We see his faith in action when Jacob puts on the goatskin as his mother had instructed him and fools Isaac into thinking that he (Jacob) is his hairy brother, Esau, instead. Isaac then gives Jacob the blessing he intended to give to Esau. Later when Esau asks his father to bless him, the deceit is discovered.

This is THE crucial moment. Isaac knows he has been tricked into giving Jacob the blessing. Everything about the way it was done was underhanded and wrong. And yet Isaac refused to reverse what he had done. “I blessed him – and indeed he will be blessed” (Genesis 27:33). Later he gives Esau a blessing as well, but it was much less significant.

This is an example of the overruling grace of God. He didn't try to reverse the blessing obtained through deceit because he believed God was at work in the trickery of his wife and his younger son.

He thus affirmed God's choice of Jacob over Esau. By faith he ratified what God had ordained. Somehow he saw the hand of God behind all the conniving.

What a lesson about the sovereignty of God working through sinful human circumstances. Isaac understood that God's will comes first, and we must bow before it even when we don't understand it. We must do what is right even when it goes against our personal preferences.

Did Isaac have faith? Yes. He was strong in the end when it counted. He made sure his children were blessed “regarding the future.” He didn't accomplish a great deal from a worldly point of view, but he passed his faith along to his children. And in the end, that's all that matters.

The one area of life that really matters is the spiritual example you leave for your family.

Again, back in Genesis 35:29 we are told that “Isaac gave up the ghost, and died, and was gathered unto his people.” That means he died with dignity. He left this life here to be gathered with his people there with dignity.

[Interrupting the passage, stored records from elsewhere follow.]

#[cfg(test)]
mod tests {
    use std::collections::HashSet;

    use super::*;
    use crate::{
        test::ProgramBuilder,
        vm::{BufferConsole, Console, EndOfTrace, ReplayInput},
    };

    #[derive(Default)]
    struct EventLog {
        events: Vec<AccessEvent>,
        code: HashSet<u32>,
        data: HashSet<u32>,
    }

    impl Recorder for EventLog {
        fn record(&mut self, event: AccessEvent) {
            self.events.push(event);
        }

        fn is_known_code(&self, address: u32) -> bool {
            self.code.contains(&address)
        }

        fn is_known_data(&self, address: u32) -> bool {
            self.data.contains(&address)
        }
    }

    fn run(state: &mut VmState, stop: StopCondition) -> Execution {
        execute(
            state,
            &mut Channel::silent(),
            &stop,
            Recording::Off,
            &Interrupt::new(),
        )
    }

    #[test]
    fn test_halt_counts_as_step() {
        let mut state = ProgramBuilder::new()
            .instructions(&[Opcode::Nop, Opcode::Halt])
            .build();

        let result = run(&mut state, StopCondition::unbounded());

        assert_eq!(result.steps, 2);
        assert_eq!(result.stop, StopReason::Halted);
        // Hlt is not rewritten, the Nop before it is
        assert_eq!(state.c, 1);
        assert_eq!(state.cell(1), Opcode::Halt.encode(1));
        assert_eq!(state.cell(0), xlat(Opcode::Nop.encode(0)));
    }

    #[test]
    fn test_step_limit() {
        let mut state = ProgramBuilder::new()
            .instructions(&[Opcode::Nop, Opcode::Nop, Opcode::Nop, Opcode::Halt])
            .build();

        let result = run(&mut state, StopCondition::steps(2));

        assert_eq!(result.steps, 2);
        assert_eq!(result.stop, StopReason::StepLimit);
        assert_eq!((state.c, state.d), (2, 2));
    }

    #[test]
    fn test_zero_steps_is_unbounded() {
        let mut state = ProgramBuilder::new()
            .instructions(&[Opcode::Nop, Opcode::Nop, Opcode::Halt])
            .build();

        assert_eq!(run(&mut state, StopCondition::steps(0)).stop, StopReason::Halted);
    }

    #[test]
    fn test_masked_opcode_stops_before_running() {
        let mut state = ProgramBuilder::new()
            .instructions(&[Opcode::Nop, Opcode::Output, Opcode::Halt])
            .build();
        let before = {
            let mut copy = state.clone();
            run(&mut copy, StopCondition::steps(1));
            copy
        };

        let result = run(&mut state, StopCondition::before(OpcodeMask::OUTPUT | OpcodeMask::INPUT));

        assert_eq!(result.steps, 1);
        assert_eq!(result.stop, StopReason::Opcode(Opcode::Output));
        assert_eq!(state, before);
    }

    #[test]
    fn test_invalid_instruction() {
        let mut state = ProgramBuilder::new()
            .instructions(&[Opcode::Nop, Opcode::Nop])
            .cell(2, 7)
            .build();

        let result = run(&mut state, StopCondition::unbounded());

        assert_eq!(result.steps, 2);
        assert_eq!(
            result.stop,
            StopReason::InvalidInstruction {
                address: 2,
                value: 7
            }
        );
    }

    #[test]
    fn test_jump_sets_c_then_rewrites_target() {
        // Jmp at 0 reads its target from memory[D = 0], which holds the Jmp itself (98)
        let mut state = ProgramBuilder::new()
            .instructions(&[Opcode::Jump, Opcode::Nop])
            .cell(98, 40)
            .cell(99, Opcode::Halt.encode(99))
            .build();

        let result = run(&mut state, StopCondition::unbounded());

        assert_eq!(result.last_jump, Some(0));
        assert_eq!(result.stop, StopReason::Halted);
        assert_eq!(result.steps, 2);
        assert_eq!((state.c, state.d), (99, 1));
        assert_eq!(state.cell(98), xlat(40));
        assert_eq!(state.cell(0), Opcode::Jump.encode(0));
    }

    #[test]
    fn test_rotate_and_operate_update_accumulator() {
        let mut state = ProgramBuilder::new()
            .instructions(&[Opcode::Rotate, Opcode::Operate, Opcode::Halt])
            .build();
        let rotated = rotate_right(Opcode::Rotate.encode(0));
        let operand = state.cell(1);

        run(&mut state, StopCondition::unbounded());

        // Rot wrote memory[0] before the rewrite step replaced it
        assert_eq!(state.cell(0), xlat(rotated));
        assert_eq!(state.a, operate(rotated, operand));
        assert_eq!(state.cell(1), xlat(operate(rotated, operand)));
    }

    #[test]
    fn test_replay_input_and_end_of_trace() {
        let program = ProgramBuilder::new()
            .instructions(&[Opcode::Input, Opcode::Input, Opcode::Input, Opcode::Halt])
            .build();

        let mut state = program.clone();
        let trace = [65, 66];
        let mut channel = Channel::Replay(ReplayInput::new(&trace, EndOfTrace::Stop));
        let result = execute(
            &mut state,
            &mut channel,
            &StopCondition::unbounded(),
            Recording::Off,
            &Interrupt::new(),
        );
        assert_eq!(result.stop, StopReason::InputExhausted);
        assert_eq!(result.steps, 2);
        assert_eq!(result.input, vec![65, 66]);
        assert_eq!(state.a, 66);
        assert_eq!(state.c, 2);

        let mut state = program;
        let mut channel = Channel::Replay(ReplayInput::new(&trace, EndOfTrace::EndOfInput));
        let result = execute(
            &mut state,
            &mut channel,
            &StopCondition::unbounded(),
            Recording::Off,
            &Interrupt::new(),
        );
        assert_eq!(result.stop, StopReason::Halted);
        assert_eq!(result.input, vec![65, 66, END_OF_INPUT]);
        assert_eq!(state.a, END_OF_INPUT);
    }

    #[test]
    fn test_interactive_output_and_end_of_input() {
        let mut state = ProgramBuilder::new()
            .instructions(&[Opcode::Input, Opcode::Output, Opcode::Input, Opcode::Halt])
            .build();
        let mut console = BufferConsole::new(vec![u32::from(b'x')]);

        let result = execute(
            &mut state,
            &mut Channel::Interactive(&mut console),
            &StopCondition::unbounded(),
            Recording::Off,
            &Interrupt::new(),
        );

        assert_eq!(result.stop, StopReason::Halted);
        assert_eq!(console.output_string(), "x");
        assert_eq!(result.input, vec![u32::from(b'x'), END_OF_INPUT]);
    }

    #[test]
    fn test_replay_discards_output() {
        let mut state = ProgramBuilder::new()
            .instructions(&[Opcode::Output, Opcode::Halt])
            .build();

        let result = run(&mut state, StopCondition::unbounded());
        assert_eq!(result.stop, StopReason::Halted);
    }

    struct InterruptingConsole {
        interrupt: Interrupt,
        writes: usize,
    }

    impl Console for InterruptingConsole {
        fn read(&mut self) -> ConsoleRead {
            ConsoleRead::Interrupted
        }

        fn write(&mut self, _value: u32) {
            self.writes += 1;
            self.interrupt.trigger();
        }
    }

    #[test]
    fn test_interrupt_during_run() {
        let interrupt = Interrupt::new();
        let mut console = InterruptingConsole {
            interrupt: interrupt.clone(),
            writes: 0,
        };
        let mut state = ProgramBuilder::new()
            .instructions(&[Opcode::Output, Opcode::Output, Opcode::Halt])
            .build();

        let result = execute(
            &mut state,
            &mut Channel::Interactive(&mut console),
            &StopCondition::unbounded(),
            Recording::Off,
            &interrupt,
        );

        assert!(result.interrupted());
        assert_eq!(result.steps, 1);
        assert_eq!(console.writes, 1);
        assert!(!interrupt.is_triggered());
    }

    #[test]
    fn test_stale_interrupt_is_discarded() {
        let interrupt = Interrupt::new();
        interrupt.trigger();
        let mut state = ProgramBuilder::new()
            .instructions(&[Opcode::Nop, Opcode::Halt])
            .build();

        let result = execute(
            &mut state,
            &mut Channel::silent(),
            &StopCondition::unbounded(),
            Recording::Off,
            &interrupt,
        );
        assert_eq!(result.stop, StopReason::Halted);
    }

    #[test]
    fn test_interrupted_read() {
        let interrupt = Interrupt::new();
        let mut console = InterruptingConsole {
            interrupt: interrupt.clone(),
            writes: 0,
        };
        let mut state = ProgramBuilder::new()
            .instructions(&[Opcode::Nop, Opcode::Input, Opcode::Halt])
            .build();

        let result = execute(
            &mut state,
            &mut Channel::Interactive(&mut console),
            &StopCondition::unbounded(),
            Recording::Off,
            &interrupt,
        );
        assert_eq!(result.stop, StopReason::Interrupted);
        assert_eq!(result.steps, 1);
        assert!(result.input.is_empty());
    }

    #[test]
    fn test_recorded_events() {
        let mut state = ProgramBuilder::new()
            .instructions(&[Opcode::Nop, Opcode::Rotate, Opcode::Halt])
            .build();
        let mut log = EventLog::default();

        execute(
            &mut state,
            &mut Channel::silent(),
            &StopCondition::unbounded(),
            Recording::Record(&mut log),
            &Interrupt::new(),
        );

        assert_eq!(
            log.events,
            vec![
                AccessEvent::Rewritten { address: 0 },
                AccessEvent::ReachedSequentially { address: 1 },
                AccessEvent::Executed { address: 1 },
                AccessEvent::ReadWrite { address: 1 },
                AccessEvent::Rewritten { address: 1 },
                AccessEvent::ReachedSequentially { address: 2 },
                AccessEvent::Executed { address: 2 },
            ]
        );
    }

    #[test]
    fn test_consulting_stops_on_unknown_code() {
        let program = ProgramBuilder::new()
            .instructions(&[Opcode::Nop, Opcode::Nop, Opcode::Rotate, Opcode::Halt])
            .build();
        let mut known = EventLog::default();
        known.code.extend([0, 1]);

        let mut state = program.clone();
        let result = execute(
            &mut state,
            &mut Channel::silent(),
            &StopCondition::unbounded().stop_on_unknown_code(),
            Recording::Consult(&known),
            &Interrupt::new(),
        );
        assert_eq!(result.stop, StopReason::UnknownCode);
        assert_eq!(result.steps, 2);
        assert!(known.events.is_empty());

        // Rot at 2 with D = 2: known code that was never data
        known.code.insert(2);
        let mut state = program.clone();
        let result = execute(
            &mut state,
            &mut Channel::silent(),
            &StopCondition::unbounded().stop_on_unknown_code(),
            Recording::Consult(&known),
            &Interrupt::new(),
        );
        assert_eq!(result.stop, StopReason::UnknownCode);
        assert_eq!(result.steps, 2);

        known.data.insert(2);
        known.code.insert(3);
        let mut state = program;
        let result = execute(
            &mut state,
            &mut Channel::silent(),
            &StopCondition::unbounded().stop_on_unknown_code(),
            Recording::Consult(&known),
            &Interrupt::new(),
        );
        assert_eq!(result.stop, StopReason::Halted);
    }

    #[test]
    fn test_unknown_code_check_needs_a_recorder() {
        let mut state = ProgramBuilder::new()
            .instructions(&[Opcode::Nop, Opcode::Halt])
            .build();

        let result = run(&mut state, StopCondition::unbounded().stop_on_unknown_code());
        assert_eq!(result.stop, StopReason::Halted);
    }

    #[test]
    fn test_successor_wraps() {
        assert_eq!(successor(0), 1);
        assert_eq!(successor(MEMORY_SIZE as u32 - 1), 0);
    }
}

How you and I die says a lot about us. Isaac died with dignity. He ended his life on a high note.

III. The Implications Concerning Isaac

The implications for you and me concerning Isaac is this: God has a plan for our life and it should be lived out in a moment by moment faithfulness to God.

What you and I do right now will affect what we are in the future. What we do now and the years that are before us will determine how we meet our Master.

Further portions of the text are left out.